Set within a small community of an undisclosed Cornish fishing village (the shoot itself took place in Charlestown and Penzance), Bait presents an eerily enchanting expressionist aesthetic which owes a lot to the early films of French cinema pioneer Jean Epstein (The Fall of The House of Usher) or even Carl Theodor Dreyer (The Passion of Joan of Arc).

Bait tells the story of Martin Ward (played brilliantly by comedian Edward Rowe aka Kernow King), a gruff and taciturn cove fisherman who no longer has a boat at his disposition to fulfil a job he loves. His brother Steven (Giles King) has turned their father’s vessel into a pleasure boat for tourists, and the two have been at loggerheads ever since.

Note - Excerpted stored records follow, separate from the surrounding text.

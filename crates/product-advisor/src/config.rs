use std::net::SocketAddr;
use std::time::Duration;

use advisor_common::openai::OpenAiClientConfig;

use crate::error::AppError;

pub const DEFAULT_MODEL: &str = "openai/gpt-oss-20b:free";
pub const DEFAULT_TEMPERATURE: f32 = 0.7;
pub const DEFAULT_MAX_TOKENS: u32 = 1172;

/// Settings for the completion request built by the extractor.
#[derive(Debug, Clone)]
pub struct CompletionSettings {
    pub model: String,
    pub temperature: f32,
    pub max_tokens: u32,
}

impl Default for CompletionSettings {
    fn default() -> Self {
        Self {
            model: DEFAULT_MODEL.to_string(),
            temperature: DEFAULT_TEMPERATURE,
            max_tokens: DEFAULT_MAX_TOKENS,
        }
    }
}

/// Service configuration loaded from environment variables.
///
/// Nothing is required at startup. A missing `OPENROUTER_API_KEY` is reported per
/// request so the service can still answer health checks and input errors.
#[derive(Debug, Clone)]
pub struct Config {
    pub listen_addr: SocketAddr,
    /// Serve the MCP tool surface on stdio instead of HTTP.
    pub mcp_stdio: bool,
    pub reddit_base_url: String,
    pub reddit_timeout: Duration,
    pub webhook_url: Option<String>,
    pub webhook_timeout: Duration,
    pub completion: CompletionSettings,
    pub openai: OpenAiClientConfig,
}

impl Config {
    /// Optional:
    /// - `ADVISOR_LISTEN_ADDR` (default "0.0.0.0:3000")
    /// - `MCP_STDIO`
    /// - `REDDIT_BASE_URL` (default "https://www.reddit.com"), `REDDIT_TIMEOUT_SECS` (default 10)
    /// - `DISCORD_WEBHOOK_URL`, `DISCORD_WEBHOOK_TIMEOUT_SECS` (default 5)
    /// - `OPENROUTER_MODEL`, `OPENROUTER_TEMPERATURE`, `OPENROUTER_MAX_TOKENS`
    /// - everything read by [`OpenAiClientConfig::from_env`]
    pub fn from_env() -> Result<Self, AppError> {
        let listen_raw =
            std::env::var("ADVISOR_LISTEN_ADDR").unwrap_or_else(|_| "0.0.0.0:3000".to_string());
        let listen_addr = listen_raw.parse::<SocketAddr>().map_err(|e| {
            AppError::Config(format!("invalid ADVISOR_LISTEN_ADDR {listen_raw:?}: {e}"))
        })?;

        let reddit_base_url = std::env::var("REDDIT_BASE_URL")
            .unwrap_or_else(|_| "https://www.reddit.com".to_string())
            .trim_end_matches('/')
            .to_string();

        let completion = CompletionSettings {
            model: std::env::var("OPENROUTER_MODEL").unwrap_or_else(|_| DEFAULT_MODEL.to_string()),
            temperature: env_parse("OPENROUTER_TEMPERATURE").unwrap_or(DEFAULT_TEMPERATURE),
            max_tokens: env_parse("OPENROUTER_MAX_TOKENS").unwrap_or(DEFAULT_MAX_TOKENS),
        };

        Ok(Self {
            listen_addr,
            mcp_stdio: std::env::var("MCP_STDIO").is_ok(),
            reddit_base_url,
            reddit_timeout: Duration::from_secs(env_parse("REDDIT_TIMEOUT_SECS").unwrap_or(10)),
            webhook_url: std::env::var("DISCORD_WEBHOOK_URL").ok(),
            webhook_timeout: Duration::from_secs(
                env_parse("DISCORD_WEBHOOK_TIMEOUT_SECS").unwrap_or(5),
            ),
            completion,
            openai: OpenAiClientConfig::from_env(),
        })
    }
}

fn env_parse<T: std::str::FromStr>(name: &str) -> Option<T> {
    std::env::var(name).ok().and_then(|s| s.trim().parse::<T>().ok())
}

Martin soon becomes locked in an increasingly volatile war of words with “down from London” couple Sandra and Tim (Mary Woodvine and Simon Shepherd). The couple’s newly refurbished cottage once belonged to Martin’s family and has since been turned into a holiday accommodation for tourists. When a dispute over a parking space turns violent, both sides must find common ground, but things take a turn for the worse when the quarrel ends in tragedy for a younger member of the community.

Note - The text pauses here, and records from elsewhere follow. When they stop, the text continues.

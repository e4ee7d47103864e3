#[derive(Debug, thiserror::Error)]
pub enum ClientError {
    #[error("request failed: {0}")]
    Request(#[from] reqwest::Error),

    #[error("search endpoint returned {status}: {message}")]
    Status {
        status: reqwest::StatusCode,
        message: String,
    },

    #[error("invalid response JSON: {0}")]
    InvalidJson(#[from] serde_json::Error),
}
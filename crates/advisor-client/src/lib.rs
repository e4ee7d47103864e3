//! Client-side state for the product advisor: search results with filtered and
//! sorted views, and persisted UI preferences.

pub mod api;
pub mod error;
pub mod persistence;
pub mod search_store;
pub mod ui_store;
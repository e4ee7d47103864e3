use std::time::Duration;

use async_trait::async_trait;
use serde::{Deserialize, Serialize};

use advisor_common::api::{PriceRange, SearchFilters};

use crate::error::ClientError;

/// A suggestion as the client sees it. The server may omit the optional fields.
#[derive(Debug, Clone, PartialEq, Serialize, Deserialize)]
#[serde(rename_all = "camelCase")]
pub struct ProductSuggestion {
    pub name: String,
    pub reason: String,
    #[serde(default, skip_serializing_if = "Option::is_none")]
    pub link: Option<String>,
    #[serde(default, skip_serializing_if = "Option::is_none")]
    pub confidence: Option<f64>,
    #[serde(default, skip_serializing_if = "Option::is_none")]
    pub categories: Option<Vec<String>>,
    #[serde(default, skip_serializing_if = "Option::is_none")]
    pub price_range: Option<PriceRange>,
}

/// Request body sent by the client. `language` may be absent; the server rejects it then.
#[derive(Debug, Clone, Serialize)]
pub struct ClientSearchRequest {
    pub query: String,
    #[serde(skip_serializing_if = "Option::is_none")]
    pub language: Option<String>,
    pub filters: SearchFilters,
}

#[derive(Debug, Clone, Deserialize)]
#[serde(rename_all = "camelCase")]
pub struct ClientSearchResponse {
    pub suggestions: Vec<ProductSuggestion>,
    #[serde(default)]
    pub total_results: Option<usize>,
    #[serde(default)]
    pub search_time: Option<u64>,
}

/// The search endpoint as seen from the client.
#[async_trait]
pub trait SearchApi: Send + Sync {
    async fn search(
        &self,
        request: &ClientSearchRequest,
    ) -> Result<ClientSearchResponse, ClientError>;
}

/// `POST {base_url}/api/search` over HTTP.
#[derive(Clone)]
pub struct HttpSearchApi {
    url: String,
    timeout: Duration,
    http: reqwest::Client,
}

impl HttpSearchApi {
    pub fn new(base_url: &str, timeout: Duration) -> Result<Self, ClientError> {
        let http = reqwest::Client::builder()
            .user_agent("advisor-client")
            .build()?;
        Ok(Self {
            url: format!("{}/api/search", base_url.trim_end_matches('/')),
            timeout,
            http,
        })
    }
}

#[derive(Debug, Deserialize)]
#[serde(rename_all = "camelCase")]
struct ErrorBody {
    status_message: Option<String>,
}

#[async_trait]
impl SearchApi for HttpSearchApi {
    async fn search(
        &self,
        request: &ClientSearchRequest,
    ) -> Result<ClientSearchResponse, ClientError> {
        let resp = self
            .http
            .post(&self.url)
            .timeout(self.timeout)
            .json(request)
            .send()
            .await?;
        let status = resp.status();
        let bytes = resp.bytes().await?;
        if !status.is_success() {
            let message = serde_json::from_slice::<ErrorBody>(&bytes)
                .ok()
                .and_then(|b| b.status_message)
                .unwrap_or_else(|| String::from_utf8_lossy(&bytes).to_string());
            return Err(ClientError::Status { status, message });
        }
        Ok(serde_json::from_slice(&bytes)?)
    }
}
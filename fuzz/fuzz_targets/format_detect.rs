#![no_main]

use libfuzzer_sys::fuzz_target;
use sboxpipe::parse;

// Detection plus parse of arbitrary bytes must never panic.
fuzz_target!(|data: &[u8]| {
    let _ = parse::parse_auto(data);
});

With extreme close-ups and a haunting melodramatic tone, Jenkin has managed to create a world that is as mesmerising as it is unsettling. Using non-diagetic sound and a dialogued that has been painstakingly overdubbed in post-production, the director has gone above and beyond what is expected from him to give us a film that is sure to resonate with wider audiences and celluloid junkies alike. And while its subject matter in undoubtedly a serious one, Jenkin’s screenplay is not averse to the odd moment of dark humour throughout.

This is a brilliantly original, intriguing and deeply engaging story which is more than just an experiment. It is a film that knows its subject inside out and isn’t afraid to show it. A truly glorious endeavour.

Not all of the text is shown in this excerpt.